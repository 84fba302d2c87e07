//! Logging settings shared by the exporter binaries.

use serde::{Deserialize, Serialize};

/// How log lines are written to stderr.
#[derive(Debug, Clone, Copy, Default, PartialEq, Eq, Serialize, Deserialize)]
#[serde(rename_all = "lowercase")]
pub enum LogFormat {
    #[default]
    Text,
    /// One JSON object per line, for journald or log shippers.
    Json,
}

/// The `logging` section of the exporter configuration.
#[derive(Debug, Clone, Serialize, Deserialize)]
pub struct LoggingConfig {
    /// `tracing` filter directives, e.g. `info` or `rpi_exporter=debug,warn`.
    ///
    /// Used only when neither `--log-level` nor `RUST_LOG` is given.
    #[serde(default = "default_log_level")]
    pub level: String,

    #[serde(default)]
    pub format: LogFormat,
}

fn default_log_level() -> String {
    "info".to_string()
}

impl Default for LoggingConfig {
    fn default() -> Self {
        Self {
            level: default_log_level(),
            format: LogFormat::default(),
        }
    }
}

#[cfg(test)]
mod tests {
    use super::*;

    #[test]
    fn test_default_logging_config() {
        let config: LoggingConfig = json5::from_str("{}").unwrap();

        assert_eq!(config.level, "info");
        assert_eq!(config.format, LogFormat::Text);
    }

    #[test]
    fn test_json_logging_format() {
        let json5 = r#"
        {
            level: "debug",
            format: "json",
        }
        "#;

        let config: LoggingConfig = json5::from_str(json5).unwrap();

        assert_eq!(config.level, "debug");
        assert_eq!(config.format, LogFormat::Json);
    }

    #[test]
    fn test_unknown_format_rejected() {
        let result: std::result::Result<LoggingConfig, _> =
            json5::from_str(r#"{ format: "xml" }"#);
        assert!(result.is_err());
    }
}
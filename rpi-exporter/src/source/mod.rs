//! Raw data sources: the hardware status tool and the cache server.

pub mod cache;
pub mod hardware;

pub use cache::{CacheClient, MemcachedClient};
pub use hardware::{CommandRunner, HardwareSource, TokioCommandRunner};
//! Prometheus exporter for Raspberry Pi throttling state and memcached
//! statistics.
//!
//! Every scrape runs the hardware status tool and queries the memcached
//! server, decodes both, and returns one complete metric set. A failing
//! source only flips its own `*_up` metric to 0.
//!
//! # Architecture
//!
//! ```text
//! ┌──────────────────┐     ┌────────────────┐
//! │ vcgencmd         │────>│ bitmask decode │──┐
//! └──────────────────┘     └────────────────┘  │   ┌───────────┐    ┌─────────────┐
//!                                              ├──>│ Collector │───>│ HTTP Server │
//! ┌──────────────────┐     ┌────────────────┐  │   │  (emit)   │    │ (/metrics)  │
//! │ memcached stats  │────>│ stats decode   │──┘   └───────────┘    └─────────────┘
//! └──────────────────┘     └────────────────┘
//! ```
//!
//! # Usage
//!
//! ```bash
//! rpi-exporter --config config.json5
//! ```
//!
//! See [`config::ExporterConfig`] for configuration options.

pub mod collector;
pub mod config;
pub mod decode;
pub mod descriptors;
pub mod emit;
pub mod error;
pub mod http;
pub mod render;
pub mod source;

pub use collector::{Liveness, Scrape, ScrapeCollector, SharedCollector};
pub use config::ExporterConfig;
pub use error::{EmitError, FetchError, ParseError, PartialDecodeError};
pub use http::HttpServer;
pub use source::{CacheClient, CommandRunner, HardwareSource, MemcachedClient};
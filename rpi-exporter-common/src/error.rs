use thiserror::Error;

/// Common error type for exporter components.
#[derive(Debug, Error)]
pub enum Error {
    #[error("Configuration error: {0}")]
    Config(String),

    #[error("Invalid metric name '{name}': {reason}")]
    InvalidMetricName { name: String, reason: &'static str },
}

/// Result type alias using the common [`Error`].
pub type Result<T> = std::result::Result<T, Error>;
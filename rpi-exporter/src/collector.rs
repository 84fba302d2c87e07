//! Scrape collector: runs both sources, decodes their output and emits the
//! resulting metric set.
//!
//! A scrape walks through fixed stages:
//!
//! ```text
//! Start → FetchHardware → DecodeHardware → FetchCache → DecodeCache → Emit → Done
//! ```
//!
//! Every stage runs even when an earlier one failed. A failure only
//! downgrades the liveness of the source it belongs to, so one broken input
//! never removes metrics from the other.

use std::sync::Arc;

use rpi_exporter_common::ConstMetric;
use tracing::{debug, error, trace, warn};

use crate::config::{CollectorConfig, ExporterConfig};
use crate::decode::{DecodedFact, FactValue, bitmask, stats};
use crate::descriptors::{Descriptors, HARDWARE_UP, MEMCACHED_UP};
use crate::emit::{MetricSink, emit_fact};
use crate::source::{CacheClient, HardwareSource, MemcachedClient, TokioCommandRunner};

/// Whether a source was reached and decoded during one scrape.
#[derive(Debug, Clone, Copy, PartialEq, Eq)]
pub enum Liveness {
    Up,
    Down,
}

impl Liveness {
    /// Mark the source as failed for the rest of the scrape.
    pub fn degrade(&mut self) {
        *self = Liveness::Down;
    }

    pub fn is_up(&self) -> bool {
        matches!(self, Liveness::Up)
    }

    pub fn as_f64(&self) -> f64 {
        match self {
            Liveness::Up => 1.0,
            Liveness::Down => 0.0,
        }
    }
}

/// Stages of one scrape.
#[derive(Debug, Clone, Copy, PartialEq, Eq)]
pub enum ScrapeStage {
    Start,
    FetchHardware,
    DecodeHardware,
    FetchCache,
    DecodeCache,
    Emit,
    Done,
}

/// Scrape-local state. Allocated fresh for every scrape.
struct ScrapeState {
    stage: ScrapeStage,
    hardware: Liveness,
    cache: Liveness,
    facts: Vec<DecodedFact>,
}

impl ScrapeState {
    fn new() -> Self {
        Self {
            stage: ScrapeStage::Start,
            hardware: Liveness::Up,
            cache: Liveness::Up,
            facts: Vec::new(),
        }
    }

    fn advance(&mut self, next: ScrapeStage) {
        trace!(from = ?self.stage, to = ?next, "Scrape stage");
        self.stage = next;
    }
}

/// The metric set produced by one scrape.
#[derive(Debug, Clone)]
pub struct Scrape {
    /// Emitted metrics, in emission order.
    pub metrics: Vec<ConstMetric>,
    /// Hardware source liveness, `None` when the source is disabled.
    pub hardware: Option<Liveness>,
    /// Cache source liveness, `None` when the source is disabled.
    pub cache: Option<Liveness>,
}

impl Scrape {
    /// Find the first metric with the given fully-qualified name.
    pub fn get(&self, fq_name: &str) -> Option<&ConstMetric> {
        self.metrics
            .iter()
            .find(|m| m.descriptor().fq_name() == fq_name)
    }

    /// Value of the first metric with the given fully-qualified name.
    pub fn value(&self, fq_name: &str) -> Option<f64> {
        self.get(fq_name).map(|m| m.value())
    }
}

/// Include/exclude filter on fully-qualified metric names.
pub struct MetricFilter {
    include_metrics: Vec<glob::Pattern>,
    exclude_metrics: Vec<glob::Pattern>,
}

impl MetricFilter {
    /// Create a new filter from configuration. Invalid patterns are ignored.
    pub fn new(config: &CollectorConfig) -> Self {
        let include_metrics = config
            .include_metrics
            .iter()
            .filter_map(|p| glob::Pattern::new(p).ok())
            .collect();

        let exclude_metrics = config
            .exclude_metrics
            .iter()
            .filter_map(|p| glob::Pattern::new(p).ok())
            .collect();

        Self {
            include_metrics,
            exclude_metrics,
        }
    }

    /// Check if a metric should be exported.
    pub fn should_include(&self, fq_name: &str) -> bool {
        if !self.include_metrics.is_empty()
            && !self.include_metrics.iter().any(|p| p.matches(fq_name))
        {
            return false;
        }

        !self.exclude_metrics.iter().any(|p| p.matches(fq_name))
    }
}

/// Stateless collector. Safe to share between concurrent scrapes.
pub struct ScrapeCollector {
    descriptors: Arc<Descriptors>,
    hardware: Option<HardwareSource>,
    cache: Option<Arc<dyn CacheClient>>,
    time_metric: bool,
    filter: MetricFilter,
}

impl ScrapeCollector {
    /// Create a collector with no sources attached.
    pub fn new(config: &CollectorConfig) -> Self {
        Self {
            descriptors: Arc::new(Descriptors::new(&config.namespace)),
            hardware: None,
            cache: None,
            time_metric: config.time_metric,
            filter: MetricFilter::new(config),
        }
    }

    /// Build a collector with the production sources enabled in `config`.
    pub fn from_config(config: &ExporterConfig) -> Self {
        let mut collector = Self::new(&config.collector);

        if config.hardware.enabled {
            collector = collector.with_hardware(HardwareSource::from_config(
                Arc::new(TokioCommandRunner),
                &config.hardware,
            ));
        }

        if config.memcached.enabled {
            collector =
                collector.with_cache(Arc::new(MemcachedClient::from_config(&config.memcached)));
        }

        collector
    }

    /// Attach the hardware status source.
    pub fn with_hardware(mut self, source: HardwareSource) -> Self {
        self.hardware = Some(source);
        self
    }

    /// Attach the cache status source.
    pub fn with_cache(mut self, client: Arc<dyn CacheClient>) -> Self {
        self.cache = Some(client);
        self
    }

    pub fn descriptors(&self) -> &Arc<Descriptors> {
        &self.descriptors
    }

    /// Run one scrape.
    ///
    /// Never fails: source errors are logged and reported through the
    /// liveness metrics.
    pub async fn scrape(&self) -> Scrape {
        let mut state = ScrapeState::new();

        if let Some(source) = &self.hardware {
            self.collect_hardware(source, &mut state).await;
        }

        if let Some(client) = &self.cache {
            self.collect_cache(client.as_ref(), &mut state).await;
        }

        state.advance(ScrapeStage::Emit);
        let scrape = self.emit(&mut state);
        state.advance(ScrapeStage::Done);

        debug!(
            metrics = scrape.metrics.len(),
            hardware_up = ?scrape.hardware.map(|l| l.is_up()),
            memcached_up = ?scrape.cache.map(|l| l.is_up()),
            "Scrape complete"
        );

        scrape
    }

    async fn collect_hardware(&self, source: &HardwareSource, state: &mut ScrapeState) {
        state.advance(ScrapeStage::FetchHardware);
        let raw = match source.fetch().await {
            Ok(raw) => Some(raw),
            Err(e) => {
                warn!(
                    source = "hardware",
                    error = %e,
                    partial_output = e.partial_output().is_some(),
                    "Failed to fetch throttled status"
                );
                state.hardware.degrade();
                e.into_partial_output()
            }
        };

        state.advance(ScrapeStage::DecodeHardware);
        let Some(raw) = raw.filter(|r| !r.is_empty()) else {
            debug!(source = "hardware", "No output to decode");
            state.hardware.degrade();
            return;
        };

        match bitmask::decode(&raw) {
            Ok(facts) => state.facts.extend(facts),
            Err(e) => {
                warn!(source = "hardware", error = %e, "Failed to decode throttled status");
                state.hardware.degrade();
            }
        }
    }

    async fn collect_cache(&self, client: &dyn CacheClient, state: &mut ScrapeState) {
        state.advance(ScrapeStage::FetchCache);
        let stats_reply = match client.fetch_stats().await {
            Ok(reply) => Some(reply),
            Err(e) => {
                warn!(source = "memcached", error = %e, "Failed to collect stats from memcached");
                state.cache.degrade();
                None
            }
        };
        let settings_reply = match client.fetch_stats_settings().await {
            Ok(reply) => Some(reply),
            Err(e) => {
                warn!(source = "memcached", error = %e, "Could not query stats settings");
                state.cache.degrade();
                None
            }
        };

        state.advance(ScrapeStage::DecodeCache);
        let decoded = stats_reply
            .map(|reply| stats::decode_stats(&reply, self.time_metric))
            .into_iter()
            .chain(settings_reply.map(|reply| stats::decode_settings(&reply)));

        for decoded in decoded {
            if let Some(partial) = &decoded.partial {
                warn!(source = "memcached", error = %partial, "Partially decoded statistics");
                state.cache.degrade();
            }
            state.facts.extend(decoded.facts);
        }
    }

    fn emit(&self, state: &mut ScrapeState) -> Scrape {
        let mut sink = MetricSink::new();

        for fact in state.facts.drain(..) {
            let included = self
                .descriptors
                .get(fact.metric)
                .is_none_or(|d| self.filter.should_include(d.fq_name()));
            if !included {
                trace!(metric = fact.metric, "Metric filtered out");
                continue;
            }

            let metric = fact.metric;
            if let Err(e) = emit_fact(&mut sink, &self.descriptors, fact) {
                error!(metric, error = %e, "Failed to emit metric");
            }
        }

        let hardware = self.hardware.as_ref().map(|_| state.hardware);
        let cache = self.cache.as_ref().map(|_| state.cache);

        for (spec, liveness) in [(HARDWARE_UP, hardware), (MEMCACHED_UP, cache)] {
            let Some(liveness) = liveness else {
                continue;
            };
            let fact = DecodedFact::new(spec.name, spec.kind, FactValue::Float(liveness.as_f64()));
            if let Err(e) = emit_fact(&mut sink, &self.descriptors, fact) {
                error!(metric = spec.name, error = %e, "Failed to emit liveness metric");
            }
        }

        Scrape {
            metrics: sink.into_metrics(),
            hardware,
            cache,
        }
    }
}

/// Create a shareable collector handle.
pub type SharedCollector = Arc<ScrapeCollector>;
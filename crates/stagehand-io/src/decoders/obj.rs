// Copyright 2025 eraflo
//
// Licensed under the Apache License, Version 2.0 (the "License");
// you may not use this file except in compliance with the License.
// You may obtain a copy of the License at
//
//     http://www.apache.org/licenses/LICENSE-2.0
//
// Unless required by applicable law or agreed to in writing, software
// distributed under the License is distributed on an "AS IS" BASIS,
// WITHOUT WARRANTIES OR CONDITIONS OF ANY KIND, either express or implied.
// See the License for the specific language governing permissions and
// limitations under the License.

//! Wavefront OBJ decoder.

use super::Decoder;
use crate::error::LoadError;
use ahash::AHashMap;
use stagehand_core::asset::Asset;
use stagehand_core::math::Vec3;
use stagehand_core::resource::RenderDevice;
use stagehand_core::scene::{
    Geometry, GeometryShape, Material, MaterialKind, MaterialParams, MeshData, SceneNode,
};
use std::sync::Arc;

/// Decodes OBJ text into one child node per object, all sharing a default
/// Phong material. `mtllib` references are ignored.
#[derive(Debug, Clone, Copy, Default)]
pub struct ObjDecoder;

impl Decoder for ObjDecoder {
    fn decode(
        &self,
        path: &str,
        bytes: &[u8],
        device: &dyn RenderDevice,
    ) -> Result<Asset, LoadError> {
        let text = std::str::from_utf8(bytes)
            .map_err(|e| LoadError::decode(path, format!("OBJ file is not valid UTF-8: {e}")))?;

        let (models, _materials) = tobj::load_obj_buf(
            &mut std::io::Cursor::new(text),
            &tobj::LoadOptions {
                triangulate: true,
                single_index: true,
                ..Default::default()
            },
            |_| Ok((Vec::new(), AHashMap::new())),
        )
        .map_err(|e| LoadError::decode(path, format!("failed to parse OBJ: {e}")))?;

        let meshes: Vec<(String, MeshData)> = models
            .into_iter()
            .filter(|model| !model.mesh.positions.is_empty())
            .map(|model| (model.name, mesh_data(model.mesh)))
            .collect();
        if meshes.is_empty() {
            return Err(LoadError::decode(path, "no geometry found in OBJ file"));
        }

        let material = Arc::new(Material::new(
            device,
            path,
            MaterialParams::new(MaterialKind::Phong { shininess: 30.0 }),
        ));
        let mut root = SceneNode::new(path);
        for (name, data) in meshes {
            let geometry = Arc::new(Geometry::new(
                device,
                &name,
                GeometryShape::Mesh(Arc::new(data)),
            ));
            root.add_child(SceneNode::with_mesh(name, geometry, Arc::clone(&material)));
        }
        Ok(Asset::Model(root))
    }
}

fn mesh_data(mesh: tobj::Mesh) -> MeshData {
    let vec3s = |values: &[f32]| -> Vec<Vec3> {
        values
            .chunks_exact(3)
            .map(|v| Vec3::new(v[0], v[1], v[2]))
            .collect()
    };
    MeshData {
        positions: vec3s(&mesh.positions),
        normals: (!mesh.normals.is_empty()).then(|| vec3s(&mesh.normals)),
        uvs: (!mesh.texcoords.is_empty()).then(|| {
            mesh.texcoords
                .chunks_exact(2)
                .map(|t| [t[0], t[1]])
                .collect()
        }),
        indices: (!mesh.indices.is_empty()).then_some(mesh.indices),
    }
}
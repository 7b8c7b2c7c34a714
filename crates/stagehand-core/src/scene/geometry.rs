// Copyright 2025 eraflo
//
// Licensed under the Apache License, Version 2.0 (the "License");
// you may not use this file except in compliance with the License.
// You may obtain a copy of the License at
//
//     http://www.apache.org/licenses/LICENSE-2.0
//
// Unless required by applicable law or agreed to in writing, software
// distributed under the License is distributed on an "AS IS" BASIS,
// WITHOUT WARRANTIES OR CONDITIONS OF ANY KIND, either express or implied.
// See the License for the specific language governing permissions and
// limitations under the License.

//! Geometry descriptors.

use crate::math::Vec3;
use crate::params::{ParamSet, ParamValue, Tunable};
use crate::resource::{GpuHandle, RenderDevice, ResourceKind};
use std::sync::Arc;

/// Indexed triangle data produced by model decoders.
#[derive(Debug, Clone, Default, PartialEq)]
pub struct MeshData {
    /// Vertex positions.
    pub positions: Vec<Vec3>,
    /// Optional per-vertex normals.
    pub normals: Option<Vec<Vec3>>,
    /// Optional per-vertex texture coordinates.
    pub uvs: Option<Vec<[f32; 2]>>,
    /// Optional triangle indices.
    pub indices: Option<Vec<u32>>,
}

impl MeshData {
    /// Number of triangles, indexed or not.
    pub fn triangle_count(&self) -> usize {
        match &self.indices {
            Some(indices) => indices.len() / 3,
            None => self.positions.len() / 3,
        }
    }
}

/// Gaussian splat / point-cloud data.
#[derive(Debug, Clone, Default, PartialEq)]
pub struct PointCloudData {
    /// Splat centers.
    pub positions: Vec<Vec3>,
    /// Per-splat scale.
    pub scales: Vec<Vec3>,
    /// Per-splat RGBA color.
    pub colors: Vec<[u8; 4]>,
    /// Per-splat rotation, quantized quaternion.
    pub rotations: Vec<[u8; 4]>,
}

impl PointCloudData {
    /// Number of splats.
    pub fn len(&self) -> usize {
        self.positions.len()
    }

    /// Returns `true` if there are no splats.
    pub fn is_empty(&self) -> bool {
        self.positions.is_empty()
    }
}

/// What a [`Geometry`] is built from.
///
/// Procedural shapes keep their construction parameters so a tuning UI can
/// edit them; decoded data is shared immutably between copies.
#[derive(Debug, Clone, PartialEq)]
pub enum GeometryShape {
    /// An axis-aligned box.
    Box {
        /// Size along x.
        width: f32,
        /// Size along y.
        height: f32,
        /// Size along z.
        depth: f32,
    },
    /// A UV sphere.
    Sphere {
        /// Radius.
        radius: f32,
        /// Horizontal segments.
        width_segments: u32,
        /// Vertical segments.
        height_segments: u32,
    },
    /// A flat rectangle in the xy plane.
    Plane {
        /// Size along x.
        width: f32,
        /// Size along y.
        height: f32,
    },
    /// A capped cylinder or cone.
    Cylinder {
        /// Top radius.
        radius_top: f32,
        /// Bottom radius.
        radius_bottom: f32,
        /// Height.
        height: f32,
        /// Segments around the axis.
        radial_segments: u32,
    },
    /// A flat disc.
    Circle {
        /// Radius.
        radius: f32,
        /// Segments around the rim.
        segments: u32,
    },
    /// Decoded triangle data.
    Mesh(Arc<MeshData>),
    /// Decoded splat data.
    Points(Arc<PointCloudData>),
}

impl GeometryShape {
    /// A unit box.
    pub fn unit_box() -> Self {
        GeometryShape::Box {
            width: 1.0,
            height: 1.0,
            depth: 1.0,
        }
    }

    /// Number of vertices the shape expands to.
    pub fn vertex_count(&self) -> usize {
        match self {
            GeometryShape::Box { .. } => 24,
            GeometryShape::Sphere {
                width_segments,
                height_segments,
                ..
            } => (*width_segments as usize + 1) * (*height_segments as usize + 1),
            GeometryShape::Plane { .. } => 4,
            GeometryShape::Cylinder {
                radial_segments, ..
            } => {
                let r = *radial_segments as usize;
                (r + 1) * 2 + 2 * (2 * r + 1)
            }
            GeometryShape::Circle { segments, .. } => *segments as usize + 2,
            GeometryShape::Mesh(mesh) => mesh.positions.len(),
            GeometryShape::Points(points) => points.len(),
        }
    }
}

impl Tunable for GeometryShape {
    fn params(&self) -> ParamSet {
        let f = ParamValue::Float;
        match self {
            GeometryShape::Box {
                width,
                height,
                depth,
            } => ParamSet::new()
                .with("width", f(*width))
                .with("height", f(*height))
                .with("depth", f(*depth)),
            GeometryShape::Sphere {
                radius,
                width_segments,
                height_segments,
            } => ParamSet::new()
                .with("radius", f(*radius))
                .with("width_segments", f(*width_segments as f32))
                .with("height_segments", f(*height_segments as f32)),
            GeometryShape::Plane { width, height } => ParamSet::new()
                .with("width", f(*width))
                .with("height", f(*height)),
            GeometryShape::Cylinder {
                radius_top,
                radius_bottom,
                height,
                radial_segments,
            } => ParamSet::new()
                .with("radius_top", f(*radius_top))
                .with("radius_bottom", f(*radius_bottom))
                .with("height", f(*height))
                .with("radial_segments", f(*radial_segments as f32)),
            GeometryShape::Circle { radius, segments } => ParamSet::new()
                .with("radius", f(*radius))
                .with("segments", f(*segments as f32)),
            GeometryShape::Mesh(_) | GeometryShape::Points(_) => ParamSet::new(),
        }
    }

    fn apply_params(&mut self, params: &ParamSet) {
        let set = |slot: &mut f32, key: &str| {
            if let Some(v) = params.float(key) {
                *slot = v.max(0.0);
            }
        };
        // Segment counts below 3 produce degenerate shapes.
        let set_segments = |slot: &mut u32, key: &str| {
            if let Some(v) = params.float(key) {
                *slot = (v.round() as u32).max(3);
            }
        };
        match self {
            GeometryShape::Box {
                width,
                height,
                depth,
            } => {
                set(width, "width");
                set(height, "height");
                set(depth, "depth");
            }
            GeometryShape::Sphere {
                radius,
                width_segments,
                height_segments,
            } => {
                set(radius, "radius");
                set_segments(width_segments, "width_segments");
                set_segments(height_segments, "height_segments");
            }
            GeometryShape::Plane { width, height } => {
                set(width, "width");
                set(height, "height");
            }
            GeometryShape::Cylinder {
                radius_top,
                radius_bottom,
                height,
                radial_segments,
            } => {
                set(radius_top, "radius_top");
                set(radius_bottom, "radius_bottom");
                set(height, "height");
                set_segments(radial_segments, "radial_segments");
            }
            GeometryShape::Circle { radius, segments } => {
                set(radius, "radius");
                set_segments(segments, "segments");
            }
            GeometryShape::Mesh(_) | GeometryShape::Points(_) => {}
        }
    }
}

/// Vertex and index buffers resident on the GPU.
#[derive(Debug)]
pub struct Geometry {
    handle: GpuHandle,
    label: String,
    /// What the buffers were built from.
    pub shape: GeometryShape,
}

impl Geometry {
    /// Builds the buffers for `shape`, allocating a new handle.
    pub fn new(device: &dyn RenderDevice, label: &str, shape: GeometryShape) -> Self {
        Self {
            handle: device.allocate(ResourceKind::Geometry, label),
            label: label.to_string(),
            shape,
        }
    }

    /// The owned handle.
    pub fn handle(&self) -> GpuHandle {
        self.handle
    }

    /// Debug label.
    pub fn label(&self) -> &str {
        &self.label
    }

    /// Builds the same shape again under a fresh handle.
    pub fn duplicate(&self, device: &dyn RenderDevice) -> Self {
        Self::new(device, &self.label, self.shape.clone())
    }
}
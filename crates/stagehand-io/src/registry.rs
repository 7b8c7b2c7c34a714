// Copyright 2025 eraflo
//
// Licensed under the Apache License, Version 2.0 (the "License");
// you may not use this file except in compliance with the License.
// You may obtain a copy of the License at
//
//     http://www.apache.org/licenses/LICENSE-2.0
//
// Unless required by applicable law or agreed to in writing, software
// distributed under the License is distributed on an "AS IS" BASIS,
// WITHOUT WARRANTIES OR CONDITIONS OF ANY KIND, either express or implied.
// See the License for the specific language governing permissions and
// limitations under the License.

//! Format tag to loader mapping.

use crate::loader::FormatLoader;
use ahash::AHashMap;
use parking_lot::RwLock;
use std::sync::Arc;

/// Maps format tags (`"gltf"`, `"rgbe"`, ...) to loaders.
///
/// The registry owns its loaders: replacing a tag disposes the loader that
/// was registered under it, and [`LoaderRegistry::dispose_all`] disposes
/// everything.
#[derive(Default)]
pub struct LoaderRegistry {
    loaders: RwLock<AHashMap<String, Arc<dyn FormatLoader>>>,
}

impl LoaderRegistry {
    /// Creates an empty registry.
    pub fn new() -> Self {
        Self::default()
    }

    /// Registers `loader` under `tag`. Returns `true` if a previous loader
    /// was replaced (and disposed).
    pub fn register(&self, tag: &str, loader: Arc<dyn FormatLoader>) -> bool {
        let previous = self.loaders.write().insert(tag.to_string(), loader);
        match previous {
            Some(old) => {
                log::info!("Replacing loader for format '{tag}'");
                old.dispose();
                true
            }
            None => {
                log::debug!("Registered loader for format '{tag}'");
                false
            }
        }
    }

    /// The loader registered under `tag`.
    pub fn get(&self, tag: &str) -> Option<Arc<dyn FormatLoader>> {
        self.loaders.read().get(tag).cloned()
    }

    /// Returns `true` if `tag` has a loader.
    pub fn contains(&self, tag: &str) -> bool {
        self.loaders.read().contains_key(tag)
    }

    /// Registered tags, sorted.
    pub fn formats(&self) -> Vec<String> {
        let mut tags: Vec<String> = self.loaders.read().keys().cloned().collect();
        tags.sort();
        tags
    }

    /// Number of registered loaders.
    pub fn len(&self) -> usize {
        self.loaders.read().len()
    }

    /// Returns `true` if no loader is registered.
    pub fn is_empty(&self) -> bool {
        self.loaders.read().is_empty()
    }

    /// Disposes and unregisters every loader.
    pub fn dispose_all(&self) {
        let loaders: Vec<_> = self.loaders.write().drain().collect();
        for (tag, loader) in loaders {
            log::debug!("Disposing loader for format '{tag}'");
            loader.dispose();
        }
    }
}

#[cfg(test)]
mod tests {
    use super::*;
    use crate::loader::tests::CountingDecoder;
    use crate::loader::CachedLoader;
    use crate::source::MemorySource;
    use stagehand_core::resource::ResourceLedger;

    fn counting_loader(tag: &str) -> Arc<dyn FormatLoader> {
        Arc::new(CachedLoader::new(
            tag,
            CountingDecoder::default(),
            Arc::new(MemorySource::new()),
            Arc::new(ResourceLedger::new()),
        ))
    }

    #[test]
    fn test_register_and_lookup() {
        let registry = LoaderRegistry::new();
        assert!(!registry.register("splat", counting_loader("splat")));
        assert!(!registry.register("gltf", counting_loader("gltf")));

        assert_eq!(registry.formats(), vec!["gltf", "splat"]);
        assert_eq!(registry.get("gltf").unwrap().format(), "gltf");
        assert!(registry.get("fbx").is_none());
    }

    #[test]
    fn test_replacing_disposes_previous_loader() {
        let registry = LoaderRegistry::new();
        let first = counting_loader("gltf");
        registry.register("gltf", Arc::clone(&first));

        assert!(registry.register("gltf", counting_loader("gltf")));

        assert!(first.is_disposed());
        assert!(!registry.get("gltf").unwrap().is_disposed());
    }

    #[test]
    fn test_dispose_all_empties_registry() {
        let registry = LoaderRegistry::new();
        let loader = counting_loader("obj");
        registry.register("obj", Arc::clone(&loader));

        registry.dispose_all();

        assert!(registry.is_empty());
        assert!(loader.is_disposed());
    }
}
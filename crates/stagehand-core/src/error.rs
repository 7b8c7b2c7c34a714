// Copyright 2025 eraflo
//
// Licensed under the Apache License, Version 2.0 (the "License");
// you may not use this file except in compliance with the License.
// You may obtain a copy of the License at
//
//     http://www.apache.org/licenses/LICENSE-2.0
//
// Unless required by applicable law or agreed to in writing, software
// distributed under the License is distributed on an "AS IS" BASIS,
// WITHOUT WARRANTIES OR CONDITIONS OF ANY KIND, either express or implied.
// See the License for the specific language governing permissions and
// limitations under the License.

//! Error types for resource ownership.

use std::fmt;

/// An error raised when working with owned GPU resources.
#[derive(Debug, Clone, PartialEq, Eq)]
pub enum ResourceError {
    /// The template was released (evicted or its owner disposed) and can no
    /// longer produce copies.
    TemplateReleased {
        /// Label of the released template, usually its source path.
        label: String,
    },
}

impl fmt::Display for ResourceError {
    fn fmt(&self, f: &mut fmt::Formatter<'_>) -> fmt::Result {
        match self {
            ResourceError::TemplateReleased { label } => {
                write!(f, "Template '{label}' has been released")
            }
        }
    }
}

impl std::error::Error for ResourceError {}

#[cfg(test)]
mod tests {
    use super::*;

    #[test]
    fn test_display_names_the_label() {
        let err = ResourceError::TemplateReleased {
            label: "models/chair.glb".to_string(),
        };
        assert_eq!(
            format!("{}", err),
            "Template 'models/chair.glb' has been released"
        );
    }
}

• Task to carry out
Line count for "MemorySource": count the lines in the records above that hold this word, and give only the number.

• Task solution
2